Bajwa attempted to shoot down the prosecution's allegations that for the infamous fix of three no-balls to have occurred either a crystal ball was needed or that captain Butt had to have orchestrated the cheating, knowing which bowler would be on and when.

It was "just part of Majeed's embellishment to the (undercover) journalist to say 'the captain is involved'," Bajwa told the jury, in his efforts to distance his client from the fixing.

The lawyer presented evidence to the jury that showed Asif had bowled the tenth over in all the first innings in the previous five Tests on the tour up to that point so Bajwa suggested that Majeed only had to do his research on the bowling order patterns.

The lawyer also told of how, even if there was a bowling change, because of live betting trends, bets could be staked (or not) up until ten seconds of an actual event occurring, in this case the start of an over. He cited a comment from prosecution witness Ravi Sawani, a prominent anti-corruption officer who works for the ICC.
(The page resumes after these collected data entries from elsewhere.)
//! Marker descriptors handed to the host for rendering.

use std::ops::Range;

use serde::Serialize;

use earthworm_types::{MarkerIcon, MarkerStyle, RefreshClass, Suggestion};

/// One gutter marker: an anchor element, its range, and the suggestion it shows.
///
/// The tooltip is the suggestion's full text.
#[derive(Debug, Clone, PartialEq, Serialize)]
pub struct MarkerDescriptor<E> {
    anchor: E,
    range: Range<usize>,
    icon: MarkerIcon,
    refresh: RefreshClass,
    suggestion: Suggestion,
}

impl<E: PartialEq> MarkerDescriptor<E> {
    pub(crate) fn new(anchor: E, range: Range<usize>, suggestion: Suggestion, style: MarkerStyle) -> Self {
        Self {
            anchor,
            range,
            icon: style.icon,
            refresh: style.refresh,
            suggestion,
        }
    }

    #[must_use]
    pub fn anchor(&self) -> &E {
        &self.anchor
    }

    #[must_use]
    pub fn range(&self) -> &Range<usize> {
        &self.range
    }

    #[must_use]
    pub fn tooltip(&self) -> &str {
        self.suggestion.text()
    }

    #[must_use]
    pub fn icon(&self) -> MarkerIcon {
        self.icon
    }

    #[must_use]
    pub fn refresh(&self) -> RefreshClass {
        self.refresh
    }

    /// The suggestion this marker shows; pass it back to `dismiss` on navigation.
    #[must_use]
    pub fn suggestion(&self) -> &Suggestion {
        &self.suggestion
    }

    /// Whether `other` would render as the same marker.
    ///
    /// Same anchor, mergeable icons, same refresh class, and equal tooltip
    /// text. The originating line is not compared.
    #[must_use]
    pub fn is_duplicate_of(&self, other: &Self) -> bool {
        self.anchor == other.anchor
            && self.icon.can_merge_with(other.icon)
            && self.refresh == other.refresh
            && self.tooltip() == other.tooltip()
    }
}

/// Outcome of a binder query.
#[derive(Debug, Clone, PartialEq)]
pub enum QueryOutcome<E> {
    /// Markers for the current document (possibly none).
    Markers(Vec<MarkerDescriptor<E>>),
    /// The document changed since the last bind. The binding set was
    /// discarded and the host should re-run the analyzer.
    Invalidated,
}

impl<E> QueryOutcome<E> {
    #[must_use]
    pub fn markers(&self) -> &[MarkerDescriptor<E>] {
        match self {
            Self::Markers(markers) => markers,
            Self::Invalidated => &[],
        }
    }

    #[must_use]
    pub fn into_markers(self) -> Vec<MarkerDescriptor<E>> {
        match self {
            Self::Markers(markers) => markers,
            Self::Invalidated => Vec::new(),
        }
    }

    #[must_use]
    pub fn needs_refresh(&self) -> bool {
        matches!(self, Self::Invalidated)
    }
}
mod cli;
mod pipeline;
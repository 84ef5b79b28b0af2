//! Suggestion binder — the per-document cache of anchored suggestions.
//!
//! A binder holds at most one binding set. `bind` replaces it wholesale;
//! `query` serves marker descriptors from it as long as the document still
//! carries the stamp it was bound against, and drops it the first time the
//! stamp differs. The empty binder is the `Empty` state; a held set is
//! `Bound`. Invalidation is not a resting state: it is reported once through
//! [`QueryOutcome::Invalidated`] and leaves the binder `Empty`.

use std::collections::BTreeMap;
use std::fmt::Debug;

use earthworm_types::{MarkerStyle, Suggestion};

use crate::document::DocumentModel;
use crate::marker::{MarkerDescriptor, QueryOutcome};

/// Why a suggestion could not be anchored.
#[derive(Debug, Clone, PartialEq, Eq, thiserror::Error)]
pub enum UnresolvedAnchor {
    #[error("line {line} is outside the document ({line_count} lines)")]
    LineOutOfRange { line: u32, line_count: usize },
    #[error("no element at offset {offset}")]
    NoElement { offset: usize },
    #[error("element covering line {line} starts earlier and has no next sibling")]
    NoSibling { line: u32 },
}

/// Find the element a suggestion on `line` should be anchored to.
///
/// Takes the smallest element at the start of the line. If that element
/// begins on an earlier line (leading whitespace that spans the line break),
/// its next sibling is used instead.
pub fn resolve_anchor<D: DocumentModel>(
    document: &D,
    line: u32,
) -> Result<D::Element, UnresolvedAnchor> {
    let index = line as usize;
    let offset = document
        .line_start_offset(index)
        .ok_or(UnresolvedAnchor::LineOutOfRange {
            line,
            line_count: document.line_count(),
        })?;

    let element = document
        .element_at(offset)
        .ok_or(UnresolvedAnchor::NoElement { offset })?;

    let starts_on_line = document
        .element_start(&element)
        .and_then(|start| document.line_number(start))
        == Some(index);
    if starts_on_line {
        return Ok(element);
    }

    document
        .next_sibling(&element)
        .ok_or(UnresolvedAnchor::NoSibling { line })
}

/// Result of a [`SuggestionBinder::bind`].
#[derive(Debug, Clone, Copy, PartialEq, Eq, Default)]
pub struct BindSummary {
    /// Distinct suggestions now in the binding set.
    pub bound: usize,
    /// Suggestions dropped because no anchor could be resolved.
    pub dropped: usize,
}

#[derive(Debug, Clone, Copy, PartialEq, Eq)]
pub enum BinderState {
    Empty,
    Bound,
}

/// Result of [`SuggestionBinder::collect_markers`].
#[derive(Debug, Clone, Copy, PartialEq, Eq)]
pub enum Collected {
    /// Number of descriptors appended to the collection.
    Added(usize),
    /// The document changed since the last bind; the set was cleared.
    Invalidated,
}

#[derive(Debug, Clone)]
struct BindingSet<E, S> {
    stamp: S,
    anchors: BTreeMap<Suggestion, E>,
}

/// Per-document cache of suggestion → anchor bindings.
///
/// `E` and `S` are the element and stamp types of the [`DocumentModel`] the
/// binder is used with.
#[derive(Debug, Clone)]
pub struct SuggestionBinder<E, S> {
    /// `None` is the `Empty` state.
    active: Option<BindingSet<E, S>>,
    style: MarkerStyle,
}

impl<E, S> Default for SuggestionBinder<E, S> {
    fn default() -> Self {
        Self {
            active: None,
            style: MarkerStyle::default(),
        }
    }
}

impl<E, S> SuggestionBinder<E, S>
where
    E: Clone + PartialEq + Debug,
    S: Copy + PartialEq + Debug,
{
    #[must_use]
    pub fn new() -> Self {
        Self::default()
    }

    #[must_use]
    pub fn with_style(mut self, style: MarkerStyle) -> Self {
        self.style = style;
        self
    }

    #[must_use]
    pub fn state(&self) -> BinderState {
        match self.active {
            Some(_) => BinderState::Bound,
            None => BinderState::Empty,
        }
    }

    /// Number of bound suggestions.
    #[must_use]
    pub fn len(&self) -> usize {
        self.active.as_ref().map_or(0, |set| set.anchors.len())
    }

    #[must_use]
    pub fn is_empty(&self) -> bool {
        self.len() == 0
    }

    /// Bound suggestions, ordered by line then text.
    pub fn suggestions(&self) -> impl Iterator<Item = &Suggestion> {
        self.active
            .iter()
            .flat_map(|set| set.anchors.keys())
    }

    #[must_use]
    pub fn anchor_of(&self, suggestion: &Suggestion) -> Option<&E> {
        self.active.as_ref()?.anchors.get(suggestion)
    }

    /// Replace the binding set with `suggestions` anchored in `document`.
    ///
    /// Suggestions whose anchor cannot be resolved are dropped individually.
    /// Equal suggestions collapse into one binding.
    pub fn bind<D>(
        &mut self,
        suggestions: impl IntoIterator<Item = Suggestion>,
        document: &D,
    ) -> BindSummary
    where
        D: DocumentModel<Element = E, Stamp = S>,
    {
        let mut anchors = BTreeMap::new();
        let mut dropped = 0;

        for suggestion in suggestions {
            match resolve_anchor(document, suggestion.line()) {
                Ok(anchor) => {
                    anchors.insert(suggestion, anchor);
                }
                Err(reason) => {
                    dropped += 1;
                    tracing::debug!(
                        line = suggestion.line(),
                        %reason,
                        "Dropping suggestion without anchor"
                    );
                }
            }
        }

        let summary = BindSummary {
            bound: anchors.len(),
            dropped,
        };
        self.active = Some(BindingSet {
            stamp: document.modification_stamp(),
            anchors,
        });
        tracing::debug!(bound = summary.bound, dropped = summary.dropped, "Suggestions bound");
        summary
    }

    /// Markers for the current document.
    ///
    /// See [`collect_markers`](Self::collect_markers) for invalidation and
    /// deduplication.
    pub fn query<D>(&mut self, document: &D) -> QueryOutcome<E>
    where
        D: DocumentModel<Element = E, Stamp = S>,
    {
        let mut markers = Vec::new();
        match self.collect_markers(document, &mut markers) {
            Collected::Added(_) => QueryOutcome::Markers(markers),
            Collected::Invalidated => QueryOutcome::Invalidated,
        }
    }

    /// Append markers for the current document to `out`.
    ///
    /// If the document's stamp differs from the one recorded at bind time the
    /// binding set is cleared and nothing is appended; the caller should ask
    /// the host to refresh. Otherwise one descriptor is appended per binding
    /// whose anchor still resolves, skipping any that duplicate a descriptor
    /// already in `out`.
    pub fn collect_markers<D>(
        &mut self,
        document: &D,
        out: &mut Vec<MarkerDescriptor<E>>,
    ) -> Collected
    where
        D: DocumentModel<Element = E, Stamp = S>,
    {
        let Some(active) = &self.active else {
            return Collected::Added(0);
        };

        let current = document.modification_stamp();
        if active.stamp != current {
            tracing::debug!(
                bound_at = ?active.stamp,
                current = ?current,
                "Document changed since bind; clearing suggestions"
            );
            self.active = None;
            return Collected::Invalidated;
        }

        let mut added = 0;
        for (suggestion, anchor) in &active.anchors {
            let Some(range) = document.element_range(anchor) else {
                tracing::trace!(line = suggestion.line(), ?anchor, "Skipping stale anchor");
                continue;
            };
            let candidate =
                MarkerDescriptor::new(anchor.clone(), range, suggestion.clone(), self.style);
            if out.iter().any(|emitted| emitted.is_duplicate_of(&candidate)) {
                continue;
            }
            out.push(candidate);
            added += 1;
        }

        Collected::Added(added)
    }

    /// Remove exactly `suggestion`'s binding.
    ///
    /// Returns whether it was bound.
    pub fn dismiss(&mut self, suggestion: &Suggestion) -> bool {
        self.active
            .as_mut()
            .is_some_and(|set| set.anchors.remove(suggestion).is_some())
    }

    /// Drop the binding set.
    pub fn clear(&mut self) {
        self.active = None;
    }
}
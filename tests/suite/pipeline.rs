//! Analyzer output through to markers, without the CLI.

use earthworm_analyzer::{SuggestionParser, parse_output};
use earthworm_markers::{AnnotationSession, BinderState, MarkerDescriptor, TextDocument, TokenId};
use earthworm_types::Suggestion;

use crate::common::{GAME_OUTPUT, GAME_PY};

fn anchor_texts<'a>(doc: &'a TextDocument, markers: &[MarkerDescriptor<TokenId>]) -> Vec<&'a str> {
    markers
        .iter()
        .filter_map(|m| doc.token_text(*m.anchor()))
        .collect()
}

#[test]
fn parsed_findings_anchor_to_first_code_on_their_line() {
    let suggestions = parse_output(GAME_OUTPUT);
    assert_eq!(
        suggestions,
        [
            Suggestion::new(1, " unused variable 'speed'"),
            Suggestion::new(
                2,
                "Refactor lines 3-5 into new function: \n    pos = state.pos\n    return pos + speed\n"
            ),
        ]
    );

    let mut session = AnnotationSession::new(TextDocument::new(GAME_PY));
    let summary = session.apply(suggestions);
    assert_eq!(summary.bound, 2);
    assert_eq!(summary.dropped, 0);

    let markers = session.markers().into_markers();
    assert_eq!(anchor_texts(session.document(), &markers), ["speed", "pos"]);
    assert!(markers[1].tooltip().starts_with("Refactor lines 3-5"));
}

#[test]
fn streaming_parser_matches_whole_output_parse() {
    let streamed: Vec<Suggestion> = SuggestionParser::new(GAME_OUTPUT.as_bytes())
        .collect::<Result<_, _>>()
        .unwrap();
    assert_eq!(streamed, parse_output(GAME_OUTPUT));
}

#[test]
fn findings_past_end_of_file_are_dropped() {
    let output = "\tline 2: fine\n\tline 400: stale report\n";
    let mut session = AnnotationSession::new(TextDocument::new(GAME_PY));
    let summary = session.apply(parse_output(output));
    assert_eq!(summary.bound, 1);
    assert_eq!(summary.dropped, 1);
    assert_eq!(session.markers().markers().len(), 1);
}

#[test]
fn edit_invalidates_until_next_analysis() {
    let mut session = AnnotationSession::new(TextDocument::new(GAME_PY));
    session.apply(parse_output(GAME_OUTPUT));
    assert_eq!(session.markers().markers().len(), 2);

    session
        .document_mut()
        .replace_range(0..3, "async def")
        .unwrap();
    let outcome = session.markers();
    assert!(outcome.needs_refresh());
    assert!(outcome.markers().is_empty());
    assert_eq!(session.binder().state(), BinderState::Empty);
    assert!(!session.markers().needs_refresh());

    session.apply(parse_output(GAME_OUTPUT));
    assert_eq!(session.markers().markers().len(), 2);
}

#[test]
fn navigating_to_a_marker_dismisses_only_it() {
    let mut session = AnnotationSession::new(TextDocument::new(GAME_PY));
    session.apply(parse_output(GAME_OUTPUT));

    let markers = session.markers().into_markers();
    assert!(session.dismiss(markers[0].suggestion()));

    let remaining = session.markers().into_markers();
    assert_eq!(remaining.len(), 1);
    assert_eq!(remaining[0].suggestion(), markers[1].suggestion());
}

#[test]
fn repeated_findings_render_once() {
    // Blank line 4 anchors forward to `return`, like line 5 itself.
    let output = "\tline 4: consider early return\n\tline 5: consider early return\n";
    let mut session = AnnotationSession::new(TextDocument::new(GAME_PY));
    session.apply(parse_output(output));
    assert_eq!(session.binder().len(), 2);

    let markers = session.markers().into_markers();
    assert_eq!(markers.len(), 1);
    assert_eq!(anchor_texts(session.document(), &markers), ["return"]);
}

#[cfg(unix)]
mod runner {
    use earthworm_analyzer::{AnalyzerConfig, AnalyzerRunner};

    use super::*;
    use crate::common::{write_analyzer, write_file};

    #[tokio::test]
    async fn analyzer_process_output_becomes_markers() {
        let dir = tempfile::tempdir().unwrap();
        let source = write_file(dir.path(), "game.py", GAME_PY);
        let analyzer = write_analyzer(
            dir.path(),
            "analyzer3",
            &format!("cat <<'OUT'\n{GAME_OUTPUT}OUT\n"),
        );
        let interpreter = analyzer.with_file_name("analyzer");

        let runner = AnalyzerRunner::new(
            AnalyzerConfig::default()
                .with_interpreter(interpreter.display().to_string())
                .with_module(""),
        );
        let report = runner.run(&source, Some("3")).await.unwrap();
        assert!(report.is_clean());

        let mut session = AnnotationSession::new(TextDocument::new(GAME_PY));
        session.apply(report.into_suggestions());
        assert_eq!(session.markers().markers().len(), 2);
    }

    #[tokio::test]
    async fn failing_analyzer_degrades_to_no_markers() {
        let dir = tempfile::tempdir().unwrap();
        let source = write_file(dir.path(), "game.py", GAME_PY);
        let runner = AnalyzerRunner::new(
            AnalyzerConfig::default().with_interpreter(dir.path().join("missing").display().to_string()),
        );

        let mut session = AnnotationSession::new(TextDocument::new(GAME_PY));
        session.apply(runner.run_or_empty(&source, None).await);
        assert!(session.markers().markers().is_empty());
        assert_eq!(session.binder().state(), BinderState::Bound);
    }
}
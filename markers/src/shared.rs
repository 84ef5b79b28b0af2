//! Thread-shareable binder handle.

use std::fmt::Debug;
use std::sync::{Arc, Mutex, MutexGuard, PoisonError};

use earthworm_types::{MarkerStyle, Suggestion};

use crate::binder::{BindSummary, BinderState, SuggestionBinder};
use crate::document::DocumentModel;
use crate::marker::QueryOutcome;

/// A [`SuggestionBinder`] behind a mutex, for hosts that bind and query from
/// different threads.
///
/// Each operation takes the lock once, so a query never observes a
/// half-replaced binding set. Clones share the same binder.
#[derive(Debug)]
pub struct SharedBinder<E, S> {
    inner: Arc<Mutex<SuggestionBinder<E, S>>>,
}

impl<E, S> Clone for SharedBinder<E, S> {
    fn clone(&self) -> Self {
        Self {
            inner: Arc::clone(&self.inner),
        }
    }
}

impl<E, S> Default for SharedBinder<E, S> {
    fn default() -> Self {
        Self::from_binder(SuggestionBinder::default())
    }
}

impl<E, S> SharedBinder<E, S> {
    #[must_use]
    pub fn from_binder(binder: SuggestionBinder<E, S>) -> Self {
        Self {
            inner: Arc::new(Mutex::new(binder)),
        }
    }

    // Every binder mutation is a single assignment or map operation, so a
    // poisoned binder is still consistent.
    fn lock(&self) -> MutexGuard<'_, SuggestionBinder<E, S>> {
        self.inner.lock().unwrap_or_else(PoisonError::into_inner)
    }
}

impl<E, S> SharedBinder<E, S>
where
    E: Clone + PartialEq + Debug,
    S: Copy + PartialEq + Debug,
{
    #[must_use]
    pub fn new(style: MarkerStyle) -> Self {
        Self::from_binder(SuggestionBinder::new().with_style(style))
    }

    pub fn bind<D>(&self, suggestions: impl IntoIterator<Item = Suggestion>, document: &D) -> BindSummary
    where
        D: DocumentModel<Element = E, Stamp = S>,
    {
        self.lock().bind(suggestions, document)
    }

    pub fn query<D>(&self, document: &D) -> QueryOutcome<E>
    where
        D: DocumentModel<Element = E, Stamp = S>,
    {
        self.lock().query(document)
    }

    pub fn dismiss(&self, suggestion: &Suggestion) -> bool {
        self.lock().dismiss(suggestion)
    }

    #[must_use]
    pub fn state(&self) -> BinderState {
        self.lock().state()
    }

    #[must_use]
    pub fn len(&self) -> usize {
        self.lock().len()
    }

    #[must_use]
    pub fn is_empty(&self) -> bool {
        self.lock().is_empty()
    }

    pub fn clear(&self) {
        self.lock().clear();
    }
}
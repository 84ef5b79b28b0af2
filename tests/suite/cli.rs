//! End-to-end runs of the `earthworm` binary against a stand-in analyzer.
#![cfg(unix)]

use std::path::Path;
use std::process::{Command, Output};

use crate::common::{GAME_OUTPUT, GAME_PY, write_analyzer, write_config, write_file};

fn earthworm(config: &Path, args: &[&str]) -> Output {
    Command::new(env!("CARGO_BIN_EXE_earthworm"))
        .arg("--config")
        .arg(config)
        .args(args)
        .env_remove("RUST_LOG")
        .output()
        .unwrap()
}

fn stdout(output: &Output) -> String {
    String::from_utf8(output.stdout.clone()).unwrap()
}

#[test]
fn prints_one_line_per_marker() {
    let dir = tempfile::tempdir().unwrap();
    let source = write_file(dir.path(), "game.py", GAME_PY);
    let analyzer = write_analyzer(dir.path(), "analyzer", &format!("cat <<'OUT'\n{GAME_OUTPUT}OUT\n"));
    let config = write_config(dir.path(), &analyzer, "");

    let output = earthworm(&config, &[source.to_str().unwrap()]);
    assert!(output.status.success());

    let file = source.display();
    assert_eq!(
        stdout(&output),
        format!(
            "{file}:2: unused variable 'speed'\n\
             {file}:3: Refactor lines 3-5 into new function:\n\
             \x20       pos = state.pos\n\
             \x20       return pos + speed\n"
        )
    );
}

#[test]
fn python_version_selects_interpreter() {
    let dir = tempfile::tempdir().unwrap();
    let source = write_file(dir.path(), "game.py", GAME_PY);
    // Only the versioned executable exists.
    write_analyzer(dir.path(), "analyzer3", "printf '\\tline 1: from python3\\n'\n");
    let config = write_config(dir.path(), &dir.path().join("analyzer"), "");

    let output = earthworm(&config, &["--python-version", "3", source.to_str().unwrap()]);
    assert!(output.status.success());
    assert!(stdout(&output).ends_with(":1: from python3\n"));
}

#[test]
fn analyzer_receives_file_and_flags() {
    let dir = tempfile::tempdir().unwrap();
    let source = write_file(dir.path(), "game.py", GAME_PY);
    let analyzer = write_analyzer(
        dir.path(),
        "analyzer",
        "printf '\\tline 1: %s\\n' \"$(basename \"$1\") $2\"\n",
    );
    let config = write_config(dir.path(), &analyzer, "flags = [\"--noprogress\"]\n");

    let output = earthworm(&config, &[source.to_str().unwrap()]);
    assert!(stdout(&output).ends_with(":1: game.py --noprogress\n"));
}

#[test]
fn json_output_carries_marker_fields() {
    let dir = tempfile::tempdir().unwrap();
    let source = write_file(dir.path(), "game.py", GAME_PY);
    let analyzer = write_analyzer(dir.path(), "analyzer", &format!("cat <<'OUT'\n{GAME_OUTPUT}OUT\n"));
    let config = write_config(
        dir.path(),
        &analyzer,
        "\n[markers]\nicon = \"warning\"\nrefresh = \"line_markers\"\n",
    );

    let output = earthworm(&config, &["--format", "json", source.to_str().unwrap()]);
    assert!(output.status.success());

    let value: serde_json::Value = serde_json::from_slice(&output.stdout).unwrap();
    let records = value.as_array().unwrap();
    assert_eq!(records.len(), 2);
    assert_eq!(records[0]["line"], 2);
    assert_eq!(records[0]["anchor"], "speed");
    assert_eq!(records[0]["icon"], "warning");
    assert_eq!(records[0]["refresh"], "line_markers");
    assert_eq!(records[1]["anchor"], "pos");
}

#[test]
fn missing_analyzer_prints_nothing_and_succeeds() {
    let dir = tempfile::tempdir().unwrap();
    let source = write_file(dir.path(), "game.py", GAME_PY);
    let config = write_config(dir.path(), &dir.path().join("no-analyzer"), "");

    let output = earthworm(&config, &[source.to_str().unwrap()]);
    assert!(output.status.success());
    assert_eq!(stdout(&output), "");
    assert!(String::from_utf8_lossy(&output.stderr).contains("Earthworm unable to run"));
}

#[test]
fn missing_source_file_fails() {
    let dir = tempfile::tempdir().unwrap();
    let analyzer = write_analyzer(dir.path(), "analyzer", "exit 0\n");
    let config = write_config(dir.path(), &analyzer, "");

    let output = earthworm(&config, &[dir.path().join("absent.py").to_str().unwrap()]);
    assert!(!output.status.success());
    assert_eq!(stdout(&output), "");
}

#[test]
fn unreadable_config_fails() {
    let dir = tempfile::tempdir().unwrap();
    let source = write_file(dir.path(), "game.py", GAME_PY);
    let config = write_file(dir.path(), "config.toml", "[analyzer\n");

    let output = earthworm(&config, &[source.to_str().unwrap()]);
    assert!(!output.status.success());
    assert!(String::from_utf8_lossy(&output.stderr).contains("failed to parse config"));
}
Bajwa, as he has alluded to in previous presentations to the court, again implicated Amir strongly to the fix and suggested Asif may also have been part of it. The fixed no-balls were the first ball of the third over by Amir, the sixth ball of the tenth over by Asif and, next day after a rain curtailment, the third ball of Amir's third full over.

"Of course Majeed could say that Asif would bowl the tenth over," Bajwa said. "Since he knows that, it is for him and Asif to arrange the no-ball. That's for Asif to explain, not Salman Butt. If Asif was involved with Majeed with regards to that tenth over, if Butt was going to replace him Asif would only have to say 'Please give me one more captain'.

He added: "The prosecution say that there was no way the no-balls at Lord's could have happened without Butt being in on it. We disagree…To say Salman Butt had some influence over Amir is far from the truth. It is possible that Majeed set up the no-balls directly with Amir…This isn't some naïve and holy innocent teenager. We have seen his messages to a Pakistani number (discussing fixing)."

Bajwa went on: "The prosecution doesn't want the truth to get in the way of a jolly good theory but you have to go on evidence, not suspicion. Guess work cannot play a part in your deliberations."

Bajwa also labelled Asif's primary excuse for bowling the no-ball "ludicrous". Asif told the court he was pressured before the delivery because his captain had told him, "run faster f*****, have you slept".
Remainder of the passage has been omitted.